Pero es tan cierto que la fantasía es necesaria, como que lo es la desilusión para seguir creciendo. Y que el aprendizaje que no nos dan los padres, nos lo da la vida. Porque no se puede escapar a la ‘desilusión’ y porque hay cosas que sólo se pueden aprender a través de ella.  Y si cuando somos pequeños los mayores deciden en qué momento estamos preparados para entender la realidad; a medida que crecemos, sólo nosotros mismos podemos elegir el momento de aceptarla.

Hay que saber que antes o después, siempre habrá dolor. Que el dolor no se puede evitar, por más que intentemos dilatar su encuentro. No es una elección. La desilusión es un dolor, un dolor de parto, que da luz a un nuevo modo de ver las cosas, de relacionarse con la gente, con el mundo.  

Queremos ahorrarles a los niños la desilusión por la angustia que nos genera a los mayores. Y cometemos una y otra vez el mismo error… enseñarles que la desilusión es algo a lo que hay que temer. Que hay que evitar ‘caer’ en la realidad porque no está tan buena como la fantasía.

Y es que la realidad es demasiado inabarcable para enfrentarnos al desafío de querer absorberla por completo… la realidad se digiere poco a poco, con cucharadas de fantasía, pero con la conciencia de que hay algo más que debemos asimilar y el esfuerzo de querer hacerlo.

Una línea muy fina separa la idiotez del fantasioso de la del cínico. El que vive en la fantasía será feliz en la estupidez de no poder concretar jamás ningún sueño; mientras quien vive en la realidad constante será feliz en el cinismo de creer que nada nuevo se puede crear.
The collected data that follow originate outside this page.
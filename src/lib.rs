//! Procedural terrain viewer core: heightfield synthesis, lighting normals and
//! a free-flying camera driven by a fixed-rate tick.

pub mod camera;
pub mod config;
pub mod display;
pub mod heightfield;
pub mod math;
pub mod normals;
pub mod sim;
pub mod terrain;
pub mod world;

pub use camera::{FlyCamera, MoveDirection, Projection};
pub use config::ViewerConfig;
pub use heightfield::{GridSize, Heightfield, NormalField};
pub use sim::{FixedClock, Viewer};
pub use world::Terrain;
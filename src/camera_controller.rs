use terrain_viewer::{MoveDirection, Viewer};
use winit::event::{ElementState, KeyEvent, WindowEvent};
use winit::keyboard::{Key, NamedKey};

/// What the app loop should do after a key press.
#[derive(Debug, PartialEq, Eq)]
pub enum InputOutcome {
    Ignored,
    Handled,
    Quit,
}

/// Maps window events onto the viewer's movement flags, rotation and toggles.
#[derive(Default)]
pub struct CameraController {
    mouse_delta_x: f32,
    mouse_delta_y: f32,
}

impl CameraController {
    pub fn new() -> Self {
        Self::default()
    }

    pub fn process_events(&mut self, event: &WindowEvent, viewer: &mut Viewer) -> InputOutcome {
        let WindowEvent::KeyboardInput { event: key_event, .. } = event else {
            return InputOutcome::Ignored;
        };
        let pressed = key_event.state == ElementState::Pressed;

        if let Some(direction) = movement_key(key_event) {
            viewer.set_movement(direction, pressed);
            return InputOutcome::Handled;
        }
        if !pressed || key_event.repeat {
            return InputOutcome::Ignored;
        }

        match &key_event.logical_key {
            Key::Named(NamedKey::Escape) => InputOutcome::Quit,
            Key::Character(c) => match c.to_lowercase().as_str() {
                "q" => InputOutcome::Quit,
                "r" => {
                    viewer.regenerate();
                    InputOutcome::Handled
                }
                "f" => {
                    viewer.display.cycle_render_mode();
                    log_status(viewer);
                    InputOutcome::Handled
                }
                "h" => {
                    viewer.display.toggle_shading();
                    log_status(viewer);
                    InputOutcome::Handled
                }
                "l" => {
                    viewer.display.toggle_lighting();
                    log_status(viewer);
                    InputOutcome::Handled
                }
                "m" => {
                    viewer.display.toggle_mesh_mode();
                    log_status(viewer);
                    InputOutcome::Handled
                }
                _ => InputOutcome::Ignored,
            },
            _ => InputOutcome::Ignored,
        }
    }

    pub fn process_mouse_motion(&mut self, delta_x: f64, delta_y: f64) {
        self.mouse_delta_x += delta_x as f32;
        self.mouse_delta_y += delta_y as f32;
    }

    /// Hands the pointer motion gathered since the last call to the camera.
    pub fn update_camera(&mut self, viewer: &mut Viewer) {
        if self.mouse_delta_x != 0.0 || self.mouse_delta_y != 0.0 {
            viewer.pointer_motion(self.mouse_delta_x, self.mouse_delta_y);
        }
        self.mouse_delta_x = 0.0;
        self.mouse_delta_y = 0.0;
    }
}

fn movement_key(key_event: &KeyEvent) -> Option<MoveDirection> {
    let Key::Character(c) = &key_event.logical_key else {
        return None;
    };
    match c.to_lowercase().as_str() {
        "w" => Some(MoveDirection::Forward),
        "s" => Some(MoveDirection::Backward),
        "a" => Some(MoveDirection::StrafeLeft),
        "d" => Some(MoveDirection::StrafeRight),
        _ => None,
    }
}

fn log_status(viewer: &Viewer) {
    log::info!("{}", viewer.status_lines().join(" | "));
}
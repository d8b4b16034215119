mod camera_controller;
mod renderer;

use std::sync::Arc;
use std::time::Instant;

use anyhow::Result;
use camera_controller::{CameraController, InputOutcome};
use renderer::State;
use terrain_viewer::sim::TICK_INTERVAL;
use terrain_viewer::{FixedClock, Viewer, ViewerConfig};
use winit::{
    application::ApplicationHandler,
    dpi::LogicalSize,
    event::*,
    event_loop::{ActiveEventLoop, ControlFlow, EventLoop},
    window::{CursorGrabMode, Window, WindowId},
};

const INSTRUCTIONS: &str = "Move the camera with W/S/A/D and mouse. \
    F cycles filled/wire/doubled rendering, H toggles Gouraud shading, \
    L toggles lighting, M swaps quad and triangle meshes, R generates new terrain, \
    Q or Escape quits.";

struct App {
    config: ViewerConfig,
    window: Option<Arc<Window>>,
    state: Option<State>,
    viewer: Viewer,
    controller: CameraController,
    clock: FixedClock,
}

impl App {
    fn new(config: ViewerConfig, seed: u64) -> Self {
        Self {
            viewer: Viewer::new(config.grid, seed),
            config,
            window: None,
            state: None,
            controller: CameraController::new(),
            clock: FixedClock::new(TICK_INTERVAL, Instant::now()),
        }
    }
}

impl ApplicationHandler for App {
    fn resumed(&mut self, event_loop: &ActiveEventLoop) {
        if self.window.is_some() {
            return;
        }

        let window_attributes = Window::default_attributes()
            .with_title(self.config.title.clone())
            .with_inner_size(LogicalSize::new(
                self.config.window_width,
                self.config.window_height,
            ));
        let window = match event_loop.create_window(window_attributes) {
            Ok(window) => Arc::new(window),
            Err(e) => {
                log::error!("failed to create window: {e}");
                event_loop.exit();
                return;
            }
        };

        if window
            .set_cursor_grab(CursorGrabMode::Confined)
            .or_else(|_| window.set_cursor_grab(CursorGrabMode::Locked))
            .is_err()
        {
            log::warn!("cursor grab unavailable, pointer may leave the window");
        }
        window.set_cursor_visible(false);
        self.window = Some(window.clone());

        match pollster::block_on(State::new(window, &self.viewer)) {
            Ok(state) => self.state = Some(state),
            Err(e) => {
                log::error!("failed to create renderer: {e:#}");
                event_loop.exit();
            }
        }
        self.clock = FixedClock::new(TICK_INTERVAL, Instant::now());
    }

    fn device_event(
        &mut self,
        _event_loop: &ActiveEventLoop,
        _device_id: DeviceId,
        event: DeviceEvent,
    ) {
        if let DeviceEvent::MouseMotion { delta } = event {
            self.controller.process_mouse_motion(delta.0, delta.1);
        }
    }

    fn window_event(&mut self, event_loop: &ActiveEventLoop, id: WindowId, event: WindowEvent) {
        let window = match self.window.as_ref() {
            Some(w) => w,
            None => return,
        };
        let state = match self.state.as_mut() {
            Some(s) => s,
            None => return,
        };

        if id != window.id() {
            return;
        }

        match self.controller.process_events(&event, &mut self.viewer) {
            InputOutcome::Quit => {
                event_loop.exit();
                return;
            }
            InputOutcome::Handled => {
                window.request_redraw();
                return;
            }
            InputOutcome::Ignored => {}
        }

        match event {
            WindowEvent::CloseRequested => event_loop.exit(),
            // Key releases are not delivered everywhere once focus is gone.
            WindowEvent::Focused(false) => self.viewer.release_movement(),
            WindowEvent::Resized(physical_size) => {
                state.resize(physical_size);
                window.request_redraw();
            }
            WindowEvent::RedrawRequested => match state.render(&self.viewer) {
                Ok(_) => {}
                Err(wgpu::SurfaceError::Lost) => state.resize(state.size),
                Err(wgpu::SurfaceError::OutOfMemory) => event_loop.exit(),
                Err(e) => log::warn!("{e:?}"),
            },
            _ => {}
        }
    }

    fn about_to_wait(&mut self, event_loop: &ActiveEventLoop) {
        self.controller.update_camera(&mut self.viewer);

        let ticks = self.clock.advance(Instant::now());
        for _ in 0..ticks {
            self.viewer.tick();
        }

        if ticks > 0 {
            if let Some(window) = self.window.as_ref() {
                window.request_redraw();
            }
        }
        event_loop.set_control_flow(ControlFlow::WaitUntil(self.clock.next_deadline()));
    }
}

fn main() -> Result<()> {
    env_logger::init();
    let config = ViewerConfig::from_env()?;
    let seed = config.seed.unwrap_or_else(rand::random);

    log::info!("{INSTRUCTIONS}");

    let event_loop = EventLoop::new()?;
    let mut app = App::new(config, seed);
    event_loop.run_app(&mut app)?;
    Ok(())
}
Enseñar que la realidad está tan buena como la fantasía no sólo es nuestro deber como adultos; también es una tarea pendiente para con nosotros mismos como sociedad. Porque sólo somos capaces de enseñar con solidez aquello en lo que realmente creemos y si no creemos que la vida y el mundo valgan la pena, jamás podremos enseñar a nadie a amarlos de verdad.